**Exercise prompt:** Read through the entries below and copy each line where "testing" turns up.

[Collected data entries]

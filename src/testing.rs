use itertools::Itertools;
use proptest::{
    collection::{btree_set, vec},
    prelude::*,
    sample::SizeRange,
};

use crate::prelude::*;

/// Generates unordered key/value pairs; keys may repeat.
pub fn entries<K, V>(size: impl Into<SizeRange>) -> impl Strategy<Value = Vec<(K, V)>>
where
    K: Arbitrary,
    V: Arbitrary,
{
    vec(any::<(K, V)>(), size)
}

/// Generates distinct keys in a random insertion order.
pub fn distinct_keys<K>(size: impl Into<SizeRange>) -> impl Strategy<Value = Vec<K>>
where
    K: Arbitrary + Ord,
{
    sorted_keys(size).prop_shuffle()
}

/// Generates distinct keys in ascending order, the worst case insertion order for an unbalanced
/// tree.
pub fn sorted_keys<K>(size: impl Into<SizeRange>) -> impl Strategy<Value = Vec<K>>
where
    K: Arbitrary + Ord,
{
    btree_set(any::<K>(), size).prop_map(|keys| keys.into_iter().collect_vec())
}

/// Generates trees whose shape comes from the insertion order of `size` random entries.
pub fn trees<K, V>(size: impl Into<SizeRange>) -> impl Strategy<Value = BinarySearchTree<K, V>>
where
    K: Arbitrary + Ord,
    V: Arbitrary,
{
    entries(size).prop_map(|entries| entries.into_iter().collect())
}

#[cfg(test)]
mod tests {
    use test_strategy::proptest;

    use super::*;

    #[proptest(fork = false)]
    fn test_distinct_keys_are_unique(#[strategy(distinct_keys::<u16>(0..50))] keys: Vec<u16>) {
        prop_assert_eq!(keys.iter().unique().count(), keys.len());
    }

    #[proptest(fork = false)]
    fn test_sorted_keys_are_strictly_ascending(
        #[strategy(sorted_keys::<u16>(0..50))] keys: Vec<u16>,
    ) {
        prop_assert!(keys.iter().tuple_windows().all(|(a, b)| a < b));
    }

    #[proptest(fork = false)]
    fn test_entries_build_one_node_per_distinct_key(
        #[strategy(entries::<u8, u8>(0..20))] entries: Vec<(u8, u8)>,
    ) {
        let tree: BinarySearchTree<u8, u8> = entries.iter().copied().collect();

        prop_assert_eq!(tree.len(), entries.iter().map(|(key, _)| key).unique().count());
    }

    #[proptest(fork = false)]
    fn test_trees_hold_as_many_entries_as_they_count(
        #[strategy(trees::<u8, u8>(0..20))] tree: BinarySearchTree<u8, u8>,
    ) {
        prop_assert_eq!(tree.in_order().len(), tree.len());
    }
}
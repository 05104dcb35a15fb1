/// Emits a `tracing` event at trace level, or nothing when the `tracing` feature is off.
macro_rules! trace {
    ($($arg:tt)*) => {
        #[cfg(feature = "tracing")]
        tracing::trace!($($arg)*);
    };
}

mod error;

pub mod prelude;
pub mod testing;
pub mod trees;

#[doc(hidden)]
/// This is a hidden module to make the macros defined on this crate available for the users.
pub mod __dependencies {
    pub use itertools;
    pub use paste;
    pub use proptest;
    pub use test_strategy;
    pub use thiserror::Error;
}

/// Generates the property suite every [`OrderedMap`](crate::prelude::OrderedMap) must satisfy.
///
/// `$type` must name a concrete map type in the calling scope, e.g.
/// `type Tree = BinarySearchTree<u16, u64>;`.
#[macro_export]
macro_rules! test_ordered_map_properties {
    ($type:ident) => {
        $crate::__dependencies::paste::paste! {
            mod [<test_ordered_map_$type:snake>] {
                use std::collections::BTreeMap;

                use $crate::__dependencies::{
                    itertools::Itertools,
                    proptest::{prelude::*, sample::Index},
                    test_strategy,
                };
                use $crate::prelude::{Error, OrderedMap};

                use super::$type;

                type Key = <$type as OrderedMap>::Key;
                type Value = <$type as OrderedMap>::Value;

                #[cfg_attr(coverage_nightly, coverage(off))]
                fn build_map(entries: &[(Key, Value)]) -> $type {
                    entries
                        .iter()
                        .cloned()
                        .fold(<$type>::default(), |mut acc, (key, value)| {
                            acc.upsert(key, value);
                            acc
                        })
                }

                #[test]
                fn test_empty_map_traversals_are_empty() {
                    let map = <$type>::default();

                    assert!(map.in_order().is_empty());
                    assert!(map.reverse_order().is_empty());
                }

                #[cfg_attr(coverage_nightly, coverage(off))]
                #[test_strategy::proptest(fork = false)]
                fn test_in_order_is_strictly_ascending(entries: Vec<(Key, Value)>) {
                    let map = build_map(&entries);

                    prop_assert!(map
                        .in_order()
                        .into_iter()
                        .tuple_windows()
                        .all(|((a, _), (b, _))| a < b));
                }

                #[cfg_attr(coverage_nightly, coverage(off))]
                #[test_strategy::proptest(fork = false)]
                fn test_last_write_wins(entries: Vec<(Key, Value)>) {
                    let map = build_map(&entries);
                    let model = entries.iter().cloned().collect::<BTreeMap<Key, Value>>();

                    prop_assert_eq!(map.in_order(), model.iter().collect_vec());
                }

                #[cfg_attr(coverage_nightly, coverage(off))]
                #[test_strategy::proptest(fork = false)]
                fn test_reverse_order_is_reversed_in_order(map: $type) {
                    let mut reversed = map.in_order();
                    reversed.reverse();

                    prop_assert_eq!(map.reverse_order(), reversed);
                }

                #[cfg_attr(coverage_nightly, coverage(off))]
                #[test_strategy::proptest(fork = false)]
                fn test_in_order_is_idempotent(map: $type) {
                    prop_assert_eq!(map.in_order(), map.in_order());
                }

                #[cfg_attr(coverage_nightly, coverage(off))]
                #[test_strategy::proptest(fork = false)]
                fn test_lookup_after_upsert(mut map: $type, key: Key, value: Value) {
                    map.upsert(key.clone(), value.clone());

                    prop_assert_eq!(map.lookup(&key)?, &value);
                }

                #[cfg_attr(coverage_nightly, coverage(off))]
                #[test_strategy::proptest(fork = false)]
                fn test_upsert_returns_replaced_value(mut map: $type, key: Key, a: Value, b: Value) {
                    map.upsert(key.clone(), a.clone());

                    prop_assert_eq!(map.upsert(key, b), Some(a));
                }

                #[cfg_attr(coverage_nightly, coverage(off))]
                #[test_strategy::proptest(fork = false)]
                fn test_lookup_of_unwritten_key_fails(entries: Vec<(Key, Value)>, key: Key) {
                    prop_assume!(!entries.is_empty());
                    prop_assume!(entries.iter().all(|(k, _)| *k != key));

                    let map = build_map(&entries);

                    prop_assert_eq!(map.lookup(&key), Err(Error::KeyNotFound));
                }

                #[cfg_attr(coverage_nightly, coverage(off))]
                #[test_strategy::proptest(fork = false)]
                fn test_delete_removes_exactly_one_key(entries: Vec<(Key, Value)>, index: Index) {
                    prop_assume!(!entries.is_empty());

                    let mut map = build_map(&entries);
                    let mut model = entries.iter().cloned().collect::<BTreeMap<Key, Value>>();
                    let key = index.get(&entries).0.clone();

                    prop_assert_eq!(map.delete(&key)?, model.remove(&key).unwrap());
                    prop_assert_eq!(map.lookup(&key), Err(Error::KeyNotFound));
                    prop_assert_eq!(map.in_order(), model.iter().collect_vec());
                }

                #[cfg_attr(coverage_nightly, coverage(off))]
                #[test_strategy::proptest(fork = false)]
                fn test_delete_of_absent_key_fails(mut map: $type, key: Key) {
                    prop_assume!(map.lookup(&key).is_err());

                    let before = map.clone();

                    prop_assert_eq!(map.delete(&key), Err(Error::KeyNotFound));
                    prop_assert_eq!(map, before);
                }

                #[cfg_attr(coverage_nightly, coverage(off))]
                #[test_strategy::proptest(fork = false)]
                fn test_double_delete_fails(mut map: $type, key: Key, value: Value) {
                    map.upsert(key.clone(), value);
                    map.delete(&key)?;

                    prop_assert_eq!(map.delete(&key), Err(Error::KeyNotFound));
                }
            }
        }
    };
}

==

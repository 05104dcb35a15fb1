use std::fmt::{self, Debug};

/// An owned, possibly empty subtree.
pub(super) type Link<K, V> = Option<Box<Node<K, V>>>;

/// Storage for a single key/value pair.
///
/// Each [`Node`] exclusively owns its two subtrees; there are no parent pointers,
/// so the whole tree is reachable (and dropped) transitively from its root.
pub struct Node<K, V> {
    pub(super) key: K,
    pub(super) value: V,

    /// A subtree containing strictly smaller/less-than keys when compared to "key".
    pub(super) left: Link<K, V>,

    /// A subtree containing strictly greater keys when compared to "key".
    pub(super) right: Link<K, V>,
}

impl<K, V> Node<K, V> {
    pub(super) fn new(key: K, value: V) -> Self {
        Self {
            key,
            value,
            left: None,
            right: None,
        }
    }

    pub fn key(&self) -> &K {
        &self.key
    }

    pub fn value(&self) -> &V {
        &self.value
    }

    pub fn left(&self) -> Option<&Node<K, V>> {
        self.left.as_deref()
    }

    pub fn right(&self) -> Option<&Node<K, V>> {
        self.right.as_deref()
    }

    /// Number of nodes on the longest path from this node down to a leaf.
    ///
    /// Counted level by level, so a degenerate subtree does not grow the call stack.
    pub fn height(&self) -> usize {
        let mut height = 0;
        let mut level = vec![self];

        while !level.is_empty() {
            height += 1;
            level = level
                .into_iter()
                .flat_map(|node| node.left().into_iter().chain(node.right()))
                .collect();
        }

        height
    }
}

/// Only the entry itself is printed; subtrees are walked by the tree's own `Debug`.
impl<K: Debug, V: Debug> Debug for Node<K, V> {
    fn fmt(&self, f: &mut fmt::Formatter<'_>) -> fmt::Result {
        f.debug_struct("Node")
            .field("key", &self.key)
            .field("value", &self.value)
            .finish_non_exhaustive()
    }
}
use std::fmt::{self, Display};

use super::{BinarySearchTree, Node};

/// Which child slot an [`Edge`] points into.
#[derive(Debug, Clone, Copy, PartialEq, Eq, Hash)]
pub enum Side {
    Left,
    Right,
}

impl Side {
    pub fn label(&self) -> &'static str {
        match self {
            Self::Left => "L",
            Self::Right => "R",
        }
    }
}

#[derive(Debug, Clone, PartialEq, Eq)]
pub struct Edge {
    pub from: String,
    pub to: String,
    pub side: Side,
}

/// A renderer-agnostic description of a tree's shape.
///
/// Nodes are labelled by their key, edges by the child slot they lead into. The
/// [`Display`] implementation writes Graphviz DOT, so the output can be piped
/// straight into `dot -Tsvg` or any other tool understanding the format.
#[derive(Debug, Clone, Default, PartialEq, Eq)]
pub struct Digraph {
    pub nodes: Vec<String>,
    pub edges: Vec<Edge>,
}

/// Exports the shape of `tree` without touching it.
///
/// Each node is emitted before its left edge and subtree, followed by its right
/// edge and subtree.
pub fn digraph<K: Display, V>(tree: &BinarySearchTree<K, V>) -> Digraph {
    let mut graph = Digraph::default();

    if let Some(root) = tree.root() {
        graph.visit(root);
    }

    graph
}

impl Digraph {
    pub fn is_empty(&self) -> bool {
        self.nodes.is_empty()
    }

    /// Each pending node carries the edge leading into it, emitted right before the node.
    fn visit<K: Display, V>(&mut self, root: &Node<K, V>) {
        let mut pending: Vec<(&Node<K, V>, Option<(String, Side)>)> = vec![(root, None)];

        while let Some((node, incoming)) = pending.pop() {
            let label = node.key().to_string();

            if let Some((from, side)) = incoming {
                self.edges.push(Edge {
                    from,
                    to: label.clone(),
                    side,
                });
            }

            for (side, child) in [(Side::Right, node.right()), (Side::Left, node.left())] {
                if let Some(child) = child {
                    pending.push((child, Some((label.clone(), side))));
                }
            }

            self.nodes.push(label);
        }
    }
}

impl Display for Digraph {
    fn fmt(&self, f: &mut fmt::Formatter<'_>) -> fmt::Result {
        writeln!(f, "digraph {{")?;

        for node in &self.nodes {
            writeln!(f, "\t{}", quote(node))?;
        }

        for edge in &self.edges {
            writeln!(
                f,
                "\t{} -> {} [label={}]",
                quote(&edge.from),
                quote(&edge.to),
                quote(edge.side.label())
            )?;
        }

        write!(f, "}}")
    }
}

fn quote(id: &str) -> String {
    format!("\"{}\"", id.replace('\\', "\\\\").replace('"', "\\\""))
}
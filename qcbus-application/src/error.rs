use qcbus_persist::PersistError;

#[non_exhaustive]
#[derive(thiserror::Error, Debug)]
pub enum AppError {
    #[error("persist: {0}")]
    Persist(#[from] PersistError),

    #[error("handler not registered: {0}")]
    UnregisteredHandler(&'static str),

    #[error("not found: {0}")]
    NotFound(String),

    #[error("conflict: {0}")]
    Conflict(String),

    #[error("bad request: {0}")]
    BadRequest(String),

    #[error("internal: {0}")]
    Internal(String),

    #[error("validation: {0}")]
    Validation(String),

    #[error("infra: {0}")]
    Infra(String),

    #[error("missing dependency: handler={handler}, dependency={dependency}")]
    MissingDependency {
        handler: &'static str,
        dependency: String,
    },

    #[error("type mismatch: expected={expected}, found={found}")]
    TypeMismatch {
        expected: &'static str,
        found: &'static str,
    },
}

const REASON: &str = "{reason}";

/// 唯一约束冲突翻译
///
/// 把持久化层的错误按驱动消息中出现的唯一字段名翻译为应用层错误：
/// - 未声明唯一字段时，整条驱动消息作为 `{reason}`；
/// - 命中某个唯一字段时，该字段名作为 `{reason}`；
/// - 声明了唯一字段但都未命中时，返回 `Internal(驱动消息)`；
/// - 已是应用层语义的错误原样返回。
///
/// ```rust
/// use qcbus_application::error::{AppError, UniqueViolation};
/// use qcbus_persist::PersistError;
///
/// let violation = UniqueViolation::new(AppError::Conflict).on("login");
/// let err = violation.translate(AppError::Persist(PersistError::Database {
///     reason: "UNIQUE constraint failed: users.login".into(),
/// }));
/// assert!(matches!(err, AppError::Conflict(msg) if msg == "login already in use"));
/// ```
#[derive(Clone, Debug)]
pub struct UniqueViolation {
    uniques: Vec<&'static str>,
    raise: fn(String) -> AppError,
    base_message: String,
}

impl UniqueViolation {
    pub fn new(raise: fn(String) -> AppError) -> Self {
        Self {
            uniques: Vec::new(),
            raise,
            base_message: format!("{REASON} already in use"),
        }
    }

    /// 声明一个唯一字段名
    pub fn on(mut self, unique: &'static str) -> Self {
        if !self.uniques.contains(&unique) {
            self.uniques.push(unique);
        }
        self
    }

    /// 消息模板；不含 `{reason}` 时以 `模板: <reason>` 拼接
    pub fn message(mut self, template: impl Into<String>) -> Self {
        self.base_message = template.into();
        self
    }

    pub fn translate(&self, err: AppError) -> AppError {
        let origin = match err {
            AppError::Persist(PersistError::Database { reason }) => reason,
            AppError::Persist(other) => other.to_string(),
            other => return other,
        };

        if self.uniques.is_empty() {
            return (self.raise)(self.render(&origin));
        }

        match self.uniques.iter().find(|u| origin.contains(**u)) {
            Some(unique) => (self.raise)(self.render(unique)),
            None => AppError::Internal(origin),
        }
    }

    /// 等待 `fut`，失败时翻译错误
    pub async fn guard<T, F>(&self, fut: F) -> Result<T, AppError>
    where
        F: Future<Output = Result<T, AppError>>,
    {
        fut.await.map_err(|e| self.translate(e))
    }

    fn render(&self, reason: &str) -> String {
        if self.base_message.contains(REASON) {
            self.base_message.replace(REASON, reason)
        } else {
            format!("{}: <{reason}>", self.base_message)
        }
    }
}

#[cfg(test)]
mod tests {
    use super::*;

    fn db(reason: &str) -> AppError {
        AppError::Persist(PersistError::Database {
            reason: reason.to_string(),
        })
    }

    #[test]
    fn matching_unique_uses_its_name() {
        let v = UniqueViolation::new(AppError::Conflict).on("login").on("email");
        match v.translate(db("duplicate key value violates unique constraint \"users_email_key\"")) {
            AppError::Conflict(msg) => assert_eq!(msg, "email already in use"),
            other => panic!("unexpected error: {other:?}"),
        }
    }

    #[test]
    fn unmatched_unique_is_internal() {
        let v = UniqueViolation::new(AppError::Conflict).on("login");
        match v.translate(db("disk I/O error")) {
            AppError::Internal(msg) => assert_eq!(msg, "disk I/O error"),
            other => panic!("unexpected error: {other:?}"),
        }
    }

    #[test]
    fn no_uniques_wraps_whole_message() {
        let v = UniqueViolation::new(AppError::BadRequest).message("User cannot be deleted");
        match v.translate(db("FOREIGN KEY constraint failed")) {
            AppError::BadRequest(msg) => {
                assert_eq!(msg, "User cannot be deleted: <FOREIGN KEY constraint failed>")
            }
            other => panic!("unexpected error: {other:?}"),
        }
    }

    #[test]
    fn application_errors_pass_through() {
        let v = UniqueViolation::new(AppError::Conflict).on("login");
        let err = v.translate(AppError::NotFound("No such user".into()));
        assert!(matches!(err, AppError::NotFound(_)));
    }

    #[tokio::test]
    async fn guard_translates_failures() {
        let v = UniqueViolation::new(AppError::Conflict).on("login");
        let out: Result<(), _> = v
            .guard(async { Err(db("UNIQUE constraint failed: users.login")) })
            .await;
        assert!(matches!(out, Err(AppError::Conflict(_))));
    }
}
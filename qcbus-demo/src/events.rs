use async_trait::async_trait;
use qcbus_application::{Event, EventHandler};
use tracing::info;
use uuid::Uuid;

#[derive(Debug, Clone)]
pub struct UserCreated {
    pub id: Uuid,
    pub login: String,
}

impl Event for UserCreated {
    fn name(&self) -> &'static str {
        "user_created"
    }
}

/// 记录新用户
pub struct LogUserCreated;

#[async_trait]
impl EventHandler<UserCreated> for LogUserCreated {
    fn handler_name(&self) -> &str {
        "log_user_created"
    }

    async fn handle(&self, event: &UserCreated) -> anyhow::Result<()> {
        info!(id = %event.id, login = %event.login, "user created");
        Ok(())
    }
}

...

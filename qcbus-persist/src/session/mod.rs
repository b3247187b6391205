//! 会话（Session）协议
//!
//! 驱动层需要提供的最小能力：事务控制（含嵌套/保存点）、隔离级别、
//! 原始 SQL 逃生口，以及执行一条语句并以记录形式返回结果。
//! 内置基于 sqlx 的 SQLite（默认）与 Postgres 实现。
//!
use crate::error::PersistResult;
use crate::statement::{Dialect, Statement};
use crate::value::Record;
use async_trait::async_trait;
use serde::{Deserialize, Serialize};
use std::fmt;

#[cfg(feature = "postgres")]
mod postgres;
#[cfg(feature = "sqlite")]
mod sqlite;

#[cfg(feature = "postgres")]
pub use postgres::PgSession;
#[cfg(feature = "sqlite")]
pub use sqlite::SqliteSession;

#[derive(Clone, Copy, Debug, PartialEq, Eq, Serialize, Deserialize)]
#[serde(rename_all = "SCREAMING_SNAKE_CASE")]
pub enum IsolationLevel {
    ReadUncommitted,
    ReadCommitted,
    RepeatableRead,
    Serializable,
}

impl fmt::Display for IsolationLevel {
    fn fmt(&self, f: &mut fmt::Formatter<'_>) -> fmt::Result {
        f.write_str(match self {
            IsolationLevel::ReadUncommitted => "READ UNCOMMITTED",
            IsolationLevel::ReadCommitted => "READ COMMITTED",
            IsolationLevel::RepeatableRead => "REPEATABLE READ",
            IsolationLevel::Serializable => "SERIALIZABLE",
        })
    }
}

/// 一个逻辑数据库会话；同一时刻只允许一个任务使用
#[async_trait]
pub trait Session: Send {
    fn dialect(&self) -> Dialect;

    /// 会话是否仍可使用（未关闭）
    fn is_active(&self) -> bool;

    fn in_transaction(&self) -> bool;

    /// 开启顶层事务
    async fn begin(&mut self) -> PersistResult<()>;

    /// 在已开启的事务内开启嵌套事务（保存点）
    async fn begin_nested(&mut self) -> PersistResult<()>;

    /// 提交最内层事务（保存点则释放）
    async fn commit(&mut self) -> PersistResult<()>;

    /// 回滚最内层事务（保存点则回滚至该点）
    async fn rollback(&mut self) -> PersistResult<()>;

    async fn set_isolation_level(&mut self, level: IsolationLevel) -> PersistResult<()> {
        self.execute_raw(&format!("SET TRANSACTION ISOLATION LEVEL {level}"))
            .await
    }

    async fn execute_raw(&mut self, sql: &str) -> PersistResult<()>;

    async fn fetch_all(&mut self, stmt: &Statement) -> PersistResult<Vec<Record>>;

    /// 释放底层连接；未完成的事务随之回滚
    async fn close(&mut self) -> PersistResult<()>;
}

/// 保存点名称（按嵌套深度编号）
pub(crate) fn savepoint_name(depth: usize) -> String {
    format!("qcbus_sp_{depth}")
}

**Result:**
filename src/testing.rs
pub mod testing;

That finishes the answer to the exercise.